Moonflasks, known for their shape in reminiscence of a full moon, are particularly challenging to fire due to its particular shape in which an exceptionally wide body sits on a very narrow foot. Large-sized moonflasks exceeding 40 cm. like the current example are even more difficult to reach perfection. This explains why moonflasks have always been a form highly desired by connoisseurs. The current flask, superbly potted in elegant proportions and of powerful construction, is an exceptionally rare and fine piece.
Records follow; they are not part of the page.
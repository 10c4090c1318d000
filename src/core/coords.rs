//! Conversions between world, chunk and local voxel coordinates.

use glam::{IVec2, IVec3, Vec3};

use crate::constants::CHUNK_SIZE;

/// Chunk lattice coordinate containing a world voxel.
pub fn chunk_pos(world: IVec3) -> IVec3 {
    world.div_euclid(IVec3::splat(CHUNK_SIZE))
}

/// Position of a world voxel inside its chunk, always in [0, CHUNK_SIZE).
pub fn local_pos(world: IVec3) -> IVec3 {
    world.rem_euclid(IVec3::splat(CHUNK_SIZE))
}

/// World voxel at the lattice origin of a chunk.
pub fn chunk_origin(chunk: IVec3) -> IVec3 {
    chunk * CHUNK_SIZE
}

pub fn column_pos(chunk: IVec3) -> IVec2 {
    IVec2::new(chunk.x, chunk.z)
}

/// Voxel occupying a point; voxel `v` spans `[v, v + 1)` on every axis.
pub fn voxel_at(point: Vec3) -> IVec3 {
    point.floor().as_ivec3()
}

pub fn chebyshev(a: IVec3, b: IVec3) -> i32 {
    (a - b).abs().max_element()
}

#[cfg(test)]
mod tests {
    use super::*;

    #[test]
    fn test_negative_coordinates() {
        let world = IVec3::new(-1, -16, -17);
        assert_eq!(chunk_pos(world), IVec3::new(-1, -1, -2));
        assert_eq!(local_pos(world), IVec3::new(15, 0, 15));
        assert_eq!(chunk_origin(chunk_pos(world)) + local_pos(world), world);
    }

    #[test]
    fn test_voxel_at_floors() {
        assert_eq!(voxel_at(Vec3::new(0.5, 20.0, -0.5)), IVec3::new(0, 20, -1));
    }
}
The shape and decoration of the current lot are largely based on early 15th century prototypes, except the latter lacks the handles on the shoulder. A Yongle blue and white moonflask of very similar shape and decorated with a lotus scroll in the National Palace Museum Collection, for example, is unmistakably a source of inspiration for the current flask, illustrated in Pleasingly Pure and Lustrous: Porcelains from the Yongle Reign (1403-1424) of the Ming Dynasty, Taipei, 2017, p. 112 (fig. 1). Notably the painter of the current flask dabbled and added darker spots to the decoration to simulate the mottled ‘heaping and piling’ effect of 15th century wares.

Due to the difficulty and tremendous cost of firing such large-sized moonflasks, extremely few related examples are known. One Yongzheng-marked moonflask of almost identical shape, size and design is in the Palace Museum Collection, but the mouth of this example is decorated with lotus scrolls, differing from the wave band on the current vase. It is illustrated in The Palace Museum’s Collection of Blue and White Porcelains from Yongzheng Period of Qing Dynasty, Beijing, 2017, pl. 125 (fig. 2).

It is very rare to find Yongzheng marked porcelains of this bold and impressive large size, as the majority are known to be of smaller proportion and delicately potted. Moonflasks dating to the Yongzheng reign more commonly seen, decorated with more simplified handles, such as the example measuring 28.4 cm. high in the Palace Museum Collection, is illustrated in Gugong Bowuyuan cang Qingdai yuyao ciqi [Porcelains from the Qing dynasty imperial kilns in the Palace Museum collection], vol. 1, pt. II, Beijing, 2005, pl. 41 (fig. 3); and another measuring 37 cm. high, first sold at Christie’s London on 6 October 1980, lot 229 (fig. 4), and later again at Sotheby’s Hong Kong, 8 October 2013, lot 3022, for HK$11,440,000.